*** Opening of Records supplied ***
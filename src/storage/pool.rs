//! Database connection pool management.
//!
//! This module initializes and configures the SQLite connection pool with:
//! - WAL mode enabled for concurrent access
//! - Automatic database file creation

use std::fs::OpenOptions;
use std::io::ErrorKind;
use std::sync::Arc;

use log::{error, info};
use sqlx::{Pool, Sqlite, SqlitePool};

use crate::error_handling::DatabaseError;

/// Initializes and returns a database connection pool.
///
/// Creates the database file if it doesn't exist and enables WAL mode so
/// call-log writes from concurrent aggregation runs don't serialize on the
/// journal.
pub async fn init_db_pool(db_path: &std::path::Path) -> Result<Arc<Pool<Sqlite>>, DatabaseError> {
    let db_path_str = db_path.to_string_lossy().to_string();
    match OpenOptions::new()
        .read(true)
        .write(true)
        .create_new(true)
        .open(&db_path_str)
    {
        Ok(_) => info!("Database file created successfully."),
        Err(ref e) if e.kind() == ErrorKind::AlreadyExists => {
            info!("Database file already exists.")
        }
        Err(e) => {
            error!("Failed to create database file: {e}");
            return Err(DatabaseError::FileCreationError(e.to_string()));
        }
    }

    let pool = SqlitePool::connect(&format!("sqlite:{}", db_path_str))
        .await
        .map_err(|e| {
            error!("Failed to connect to database: {e}");
            DatabaseError::SqlError(e)
        })?;

    // Enable WAL mode
    sqlx::query("PRAGMA journal_mode=WAL")
        .execute(&pool)
        .await
        .map_err(|e| {
            error!("Failed to set WAL mode: {e}");
            DatabaseError::SqlError(e)
        })?;

    Ok(Arc::new(pool))
}
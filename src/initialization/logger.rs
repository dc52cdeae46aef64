//! Logger initialization.
//!
//! This module provides functions to initialize the logger with custom
//! formatting.

use std::io::Write;

use colored::*;
use log::LevelFilter;

use crate::config::LogFormat;
use crate::error_handling::InitializationError;

/// Initializes the logger with the specified level and format.
///
/// Configures `env_logger` with custom formatting. Supports both plain text
/// (with colors) and JSON formats for structured logging.
///
/// The logger reads from the `RUST_LOG` environment variable by default,
/// but the provided `level` parameter will override it. This allows
/// developers to use `RUST_LOG=debug` for quick debugging while still
/// supporting explicit CLI control via `--log-level`.
///
/// # Errors
///
/// Returns `InitializationError::LoggerError` if logger initialization
/// fails (e.g., a logger was already installed).
pub fn init_logger_with(level: LevelFilter, format: LogFormat) -> Result<(), InitializationError> {
    // Read from RUST_LOG environment variable first, then override with CLI arg
    let mut builder = env_logger::Builder::from_default_env();

    // Override with CLI-provided level (takes precedence over RUST_LOG)
    builder.filter_level(level);
    builder.filter_module("sqlx", LevelFilter::Info);
    builder.filter_module("reqwest", LevelFilter::Info);
    builder.filter_module("hyper", LevelFilter::Info);
    builder.filter_module("offer_mix", level);

    match format {
        LogFormat::Json => {
            builder.format(|buf, record| {
                writeln!(
                    buf,
                    "{{\"ts\":{},\"level\":\"{}\",\"target\":\"{}\",\"msg\":{}}}",
                    chrono::Utc::now().timestamp_millis(),
                    record.level(),
                    record.target(),
                    serde_json::to_string(&record.args().to_string())
                        .unwrap_or_else(|_| "\"\"".into())
                )
            });
        }
        LogFormat::Plain => {
            builder.format(|buf, record| {
                let level = record.level();
                let colored_level = match level {
                    log::Level::Error => level.to_string().red(),
                    log::Level::Warn => level.to_string().yellow(),
                    log::Level::Info => level.to_string().green(),
                    log::Level::Debug => level.to_string().blue(),
                    log::Level::Trace => level.to_string().purple(),
                };

                writeln!(
                    buf,
                    "{} [{}] {}",
                    record.target().cyan(),
                    colored_level,
                    record.args()
                )
            });
        }
    }

    // Use try_init() instead of init() to avoid panicking if logger is already initialized
    // This is important for tests where logger may be initialized multiple times
    builder.try_init().map_err(InitializationError::from)?;

    Ok(())
}
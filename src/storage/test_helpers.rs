//! Shared test helpers for storage module tests.
//!
//! This module provides common utilities for database setup and test data
//! creation used across storage module tests.

#[cfg(test)]
use sqlx::{Row, SqlitePool};

#[cfg(test)]
use crate::storage::run_migrations;

/// Creates a test database pool with migrations applied.
/// Uses an in-memory database for fast test execution.
#[cfg(test)]
pub async fn create_test_pool() -> SqlitePool {
    let pool = SqlitePool::connect("sqlite::memory:")
        .await
        .expect("Failed to create test database pool");
    run_migrations(&pool)
        .await
        .expect("Failed to run migrations");
    pool
}

/// Creates a mix row and returns its id.
#[cfg(test)]
pub async fn seed_mix(pool: &SqlitePool, name: &str) -> i64 {
    sqlx::query("INSERT INTO mixes (name) VALUES (?) RETURNING id")
        .bind(name)
        .fetch_one(pool)
        .await
        .expect("Failed to insert test mix")
        .get::<i64, _>(0)
}

/// Creates an integration row with a representative production config and
/// returns its id.
#[cfg(test)]
pub async fn seed_integration(
    pool: &SqlitePool,
    mix_id: i64,
    name: &str,
    active: bool,
    position: i64,
) -> i64 {
    let environments = r#"[{
        "name": "production",
        "url": "https://vendor.example/offers",
        "method": "POST",
        "headers": {"content-type": "application/json"},
        "body_template": "{\"fingerprint\":\"{fingerprint}\",\"amount\":\"{payout}\"}"
    }]"#;
    let request_mapping = r#"{"fingerprint": {}, "payout": {"default_value": "0"}}"#;
    let response_parser = r#"{"offer_list_path": "data.items", "mapping": {"title": "t", "url": "u"}}"#;

    sqlx::query(
        "INSERT INTO integrations (mix_id, name, active, position, environments, request_mapping, response_parser)
         VALUES (?, ?, ?, ?, ?, ?, ?)
         RETURNING id",
    )
    .bind(mix_id)
    .bind(name)
    .bind(active)
    .bind(position)
    .bind(environments)
    .bind(request_mapping)
    .bind(response_parser)
    .fetch_one(pool)
    .await
    .expect("Failed to insert test integration")
    .get::<i64, _>(0)
}

/// Creates an integration row with explicit JSON config columns and returns
/// its id. Useful for tests pointing vendors at a mock server.
#[cfg(test)]
pub async fn seed_integration_with(
    pool: &SqlitePool,
    mix_id: i64,
    name: &str,
    position: i64,
    environments: &str,
    request_mapping: &str,
    response_parser: &str,
) -> i64 {
    sqlx::query(
        "INSERT INTO integrations (mix_id, name, active, position, environments, request_mapping, response_parser)
         VALUES (?, ?, 1, ?, ?, ?, ?)
         RETURNING id",
    )
    .bind(mix_id)
    .bind(name)
    .bind(position)
    .bind(environments)
    .bind(request_mapping)
    .bind(response_parser)
    .fetch_one(pool)
    .await
    .expect("Failed to insert test integration")
    .get::<i64, _>(0)
}

/// Creates a visitor profile row.
#[cfg(test)]
pub async fn seed_visitor(pool: &SqlitePool, fingerprint: &str, fields_json: &str) {
    sqlx::query("INSERT INTO visitor_profiles (fingerprint, fields) VALUES (?, ?)")
        .bind(fingerprint)
        .bind(fields_json)
        .execute(pool)
        .await
        .expect("Failed to insert test visitor profile");
}

/// Creates an execution log row for call-log tests and returns its id.
#[cfg(test)]
pub async fn create_test_execution(pool: &SqlitePool, fingerprint: &str, total: i64) -> i64 {
    use crate::storage::models::NewExecutionLog;

    crate::storage::create_execution_log(
        pool,
        &NewExecutionLog {
            mix_id: 1,
            fingerprint,
            origin: "test",
            total_integrations: total,
        },
    )
    .await
    .expect("Failed to insert test execution log")
}
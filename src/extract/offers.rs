//! Offer record extraction from parsed vendor responses.

use serde_json::Value;

use crate::extract::resolve_path;
use crate::models::{OfferRecord, ResponseParserConfig};

/// Extracts the ordered list of offer records from a parsed response body.
///
/// Resolves `offer_list_path` against the body; anything other than an
/// array (wrong kind, missing path) yields an empty list: vendors
/// returning malformed shapes must not crash the pipeline. For each array
/// element, one record is built by evaluating every mapping path against
/// that element; missing paths resolve to JSON `null` rather than raising.
/// Output order matches element order at `offer_list_path`.
pub fn extract_offers(body: &Value, config: &ResponseParserConfig) -> Vec<OfferRecord> {
    let Some(Value::Array(elements)) = resolve_path(body, &config.offer_list_path) else {
        return Vec::new();
    };

    elements
        .iter()
        .map(|element| {
            config
                .mapping
                .iter()
                .map(|(field, path)| {
                    let value = resolve_path(element, path)
                        .cloned()
                        .unwrap_or(Value::Null);
                    (field.clone(), value)
                })
                .collect()
        })
        .collect()
}

#[cfg(test)]
mod tests {
    use super::*;
    use serde_json::json;

    fn parser(list_path: &str, mapping: &[(&str, &str)]) -> ResponseParserConfig {
        ResponseParserConfig {
            offer_list_path: list_path.to_string(),
            mapping: mapping
                .iter()
                .map(|(field, path)| (field.to_string(), path.to_string()))
                .collect(),
        }
    }

    #[test]
    fn test_extracts_mapped_fields_in_element_order() {
        // Concrete scenario: {"data":{"items":[{"t":"Offer1","u":"http://x"}]}}
        let body = json!({"data": {"items": [
            {"t": "Offer1", "u": "http://x"},
            {"t": "Offer2", "u": "http://y"}
        ]}});
        let config = parser("data.items", &[("title", "t"), ("url", "u")]);

        let offers = extract_offers(&body, &config);

        assert_eq!(offers.len(), 2);
        assert_eq!(offers[0]["title"], json!("Offer1"));
        assert_eq!(offers[0]["url"], json!("http://x"));
        assert_eq!(offers[1]["title"], json!("Offer2"));
    }

    #[test]
    fn test_non_array_list_path_yields_empty_list() {
        let config = parser("data.items", &[("title", "t")]);

        let object_at_path = json!({"data": {"items": {"t": "not-a-list"}}});
        assert!(extract_offers(&object_at_path, &config).is_empty());

        let scalar_at_path = json!({"data": {"items": 42}});
        assert!(extract_offers(&scalar_at_path, &config).is_empty());
    }

    #[test]
    fn test_missing_list_path_yields_empty_list() {
        let body = json!({"data": {}});
        let config = parser("data.items", &[("title", "t")]);
        assert!(extract_offers(&body, &config).is_empty());
    }

    #[test]
    fn test_missing_mapping_path_resolves_to_null() {
        let body = json!({"offers": [{"t": "Offer1"}]});
        let config = parser("offers", &[("title", "t"), ("payout", "price.amount")]);

        let offers = extract_offers(&body, &config);

        assert_eq!(offers.len(), 1);
        assert_eq!(offers[0]["title"], json!("Offer1"));
        assert_eq!(offers[0]["payout"], Value::Null);
    }

    #[test]
    fn test_nested_and_indexed_mapping_paths() {
        let body = json!({"offers": [
            {"meta": {"cta": ["Apply now", "Learn more"]}, "payout": {"usd": 1.25}}
        ]});
        let config = parser("offers", &[("cta", "meta.cta.0"), ("usd", "payout.usd")]);

        let offers = extract_offers(&body, &config);

        assert_eq!(offers[0]["cta"], json!("Apply now"));
        assert_eq!(offers[0]["usd"], json!(1.25));
    }

    #[test]
    fn test_empty_offer_array_yields_empty_list() {
        let body = json!({"offers": []});
        let config = parser("offers", &[("title", "t")]);
        assert!(extract_offers(&body, &config).is_empty());
    }
}
//! Error type definitions.
//!
//! Typed errors for initialization and persistence, plus the categorization
//! enum for individual vendor-call failures.

use log::SetLoggerError;
use reqwest::Error as ReqwestError;
use strum_macros::EnumIter as EnumIterMacro;
use thiserror::Error;

/// Error types for initialization failures.
#[derive(Error, Debug)]
#[allow(clippy::enum_variant_names)] // All variants end with "Error" by convention
pub enum InitializationError {
    /// Error initializing the logger.
    #[error("Logger initialization error: {0}")]
    LoggerError(#[from] SetLoggerError),

    /// Error initializing the HTTP client.
    #[error("HTTP client initialization error: {0}")]
    HttpClientError(#[from] ReqwestError),
}

/// Error types for database operations.
#[derive(Error, Debug)]
pub enum DatabaseError {
    /// Error creating the database file.
    #[error("Database file creation error: {0}")]
    FileCreationError(String),

    /// SQL execution error.
    #[error("SQL error: {0}")]
    SqlError(#[from] sqlx::Error),
}

/// Categories of individual vendor-call failures.
///
/// One vendor call failing never aborts the run; its category feeds the
/// call log's status/error columns and the run-level dispatch statistics.
#[derive(Debug, Clone, Copy, PartialEq, Eq, Hash, EnumIterMacro)]
pub enum VendorErrorType {
    /// The call exceeded the fixed per-call timeout.
    CallTimeout,
    /// TCP/TLS connection to the vendor failed.
    ConnectError,
    /// The outbound request could not be built (bad URL, bad method,
    /// malformed header from config).
    RequestBuildError,
    /// Vendor returned a 4xx status.
    ClientStatusError,
    /// Vendor returned a 5xx status.
    ServerStatusError,
    /// Vendor returned a non-2xx status outside the 4xx/5xx classes.
    OtherStatusError,
    /// The response body could not be read or decoded.
    BodyReadError,
    /// Any other transport-level failure.
    TransportError,
}

impl std::fmt::Display for VendorErrorType {
    fn fmt(&self, f: &mut std::fmt::Formatter<'_>) -> std::fmt::Result {
        f.write_str(self.as_str())
    }
}

impl VendorErrorType {
    /// Returns a human-readable string representation of the category.
    pub fn as_str(&self) -> &'static str {
        match self {
            VendorErrorType::CallTimeout => "Vendor call timeout",
            VendorErrorType::ConnectError => "Vendor connect error",
            VendorErrorType::RequestBuildError => "Request build error",
            VendorErrorType::ClientStatusError => "Vendor client error (4xx)",
            VendorErrorType::ServerStatusError => "Vendor server error (5xx)",
            VendorErrorType::OtherStatusError => "Vendor non-2xx status",
            VendorErrorType::BodyReadError => "Response body read error",
            VendorErrorType::TransportError => "Vendor transport error",
        }
    }
}
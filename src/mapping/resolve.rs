//! Token value resolution against a visitor profile.

use std::collections::BTreeMap;

use serde_json::Value;

use crate::models::{RequestMappingConfig, TokenMapping, VisitorProfile};

/// Resolves one token to the string substituted into templates.
///
/// Resolution order:
/// 1. Look the token up in the profile; an absent field (or JSON `null`)
///    falls back to the mapping's `default_value`, or the empty string.
/// 2. Stringify: scalars render bare (no surrounding quotes), composites
///    (arrays/objects) serialize to compact JSON text.
/// 3. If `value_mapping` contains the stringified value as an exact key,
///    replace it with the mapped value.
///
/// Always resolves to *some* string: missing tokens are not an error.
pub fn resolve_token_value(
    token: &str,
    profile: &VisitorProfile,
    mapping: &TokenMapping,
) -> String {
    let resolved = match profile.fields.get(token) {
        Some(Value::Null) | None => mapping.default_value.clone().unwrap_or_default(),
        Some(value) => stringify_field(value),
    };

    match mapping.value_mapping.get(&resolved) {
        Some(mapped) => mapped.clone(),
        None => resolved,
    }
}

/// Resolves every token in a mapping config, producing the substitution map
/// consumed by [`render_template`](super::render_template).
pub fn resolve_request_tokens(
    config: &RequestMappingConfig,
    profile: &VisitorProfile,
) -> BTreeMap<String, String> {
    config
        .tokens
        .iter()
        .map(|(token, mapping)| {
            (
                token.clone(),
                resolve_token_value(token, profile, mapping),
            )
        })
        .collect()
}

/// Renders a profile field value as substitution text.
///
/// Strings pass through unquoted; numbers and booleans use their canonical
/// text form; arrays and objects serialize to compact JSON.
fn stringify_field(value: &Value) -> String {
    match value {
        Value::String(s) => s.clone(),
        Value::Array(_) | Value::Object(_) => {
            serde_json::to_string(value).unwrap_or_default()
        }
        other => other.to_string(),
    }
}
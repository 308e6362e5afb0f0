//! Generating several templates at once.
//!
//! Passes share no state, so each job runs on the rayon pool with its own tree
//! and options. Node visits go to `tracing` through [`TracingSink`].

use rayon::prelude::*;

use crate::error::CodegenError;
use crate::node::Node;
use crate::options::CodegenOptions;
use crate::trace::TracingSink;

/// One template to generate.
#[derive(Debug, Clone, Copy)]
pub struct GenerateJob<'a> {
    pub root: &'a Node,
    pub options: &'a CodegenOptions,
}

/// Generate every job in parallel. Results are returned in job order; a
/// failing job does not stop the others.
pub fn generate_parallel(jobs: &[GenerateJob<'_>]) -> Vec<Result<String, CodegenError>> {
    jobs.par_iter()
        .map(|job| crate::generate_with_trace(job.root, job.options, &mut TracingSink))
        .collect()
}
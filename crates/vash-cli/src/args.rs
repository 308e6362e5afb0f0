use clap::Parser;
use std::path::PathBuf;

/// CLI arguments for the vashc binary.
#[derive(Parser, Debug)]
#[command(
    name = "vashc",
    version,
    about = "Generate render-function source from vash template syntax trees"
)]
pub struct CliArgs {
    // ==================== Input / Output ====================
    /// Syntax tree files (JSON from the template parser). Reads stdin when empty.
    pub inputs: Vec<PathBuf>,

    /// Write generated source to this file instead of stdout.
    #[arg(short = 'o', long = "out", conflicts_with = "out_dir")]
    pub out: Option<PathBuf>,

    /// Write one `<name>.js` per input into this directory.
    #[arg(long = "outDir", alias = "out-dir")]
    pub out_dir: Option<PathBuf>,

    /// JSON file with generation options (`useWith`, `helpersName`, ...).
    #[arg(short = 'c', long = "config")]
    pub config: Option<PathBuf>,

    // ==================== Generation Options ====================
    /// Wrap output in try/catch reporting errors against the template source.
    #[arg(long)]
    pub debug: bool,

    /// Original template file, embedded in debug error reports.
    #[arg(long)]
    pub source: Option<PathBuf>,

    /// Resolve bare identifiers against the model with a `with` block.
    #[arg(long = "useWith", alias = "use-with")]
    pub use_with: bool,

    /// Emit a helper body instead of a standalone render function.
    #[arg(long = "asHelper", alias = "as-helper")]
    pub as_helper: bool,

    /// Return the joined buffer instead of calling render-end hooks.
    #[arg(long)]
    pub simple: bool,

    /// Do not HTML-escape interpolated expressions.
    #[arg(long = "noHtmlEscape", alias = "no-html-escape")]
    pub no_html_escape: bool,

    /// Identifier of the runtime helpers object in generated code.
    #[arg(long = "helpersName", alias = "helpers-name")]
    pub helpers_name: Option<String>,

    /// Identifier of the data model in generated code.
    #[arg(long = "modelName", alias = "model-name")]
    pub model_name: Option<String>,

    // ==================== Diagnostics ====================
    /// Print the node enter/leave trail of each pass to stderr.
    #[arg(long)]
    pub trace: bool,
}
*** Close of Records supplied ***
## Assignment
Using the data above, return every line that contains the string "fingerprint".

## Task solution
        "body_template": "{\"fingerprint\":\"{fingerprint}\",\"amount\":\"{payout}\"}"
    let request_mapping = r#"{"fingerprint": {}, "payout": {"default_value": "0"}}"#;
pub async fn seed_visitor(pool: &SqlitePool, fingerprint: &str, fields_json: &str) {
    sqlx::query("INSERT INTO visitor_profiles (fingerprint, fields) VALUES (?, ?)")
        .bind(fingerprint)
pub async fn create_test_execution(pool: &SqlitePool, fingerprint: &str, total: i64) -> i64 {
            fingerprint,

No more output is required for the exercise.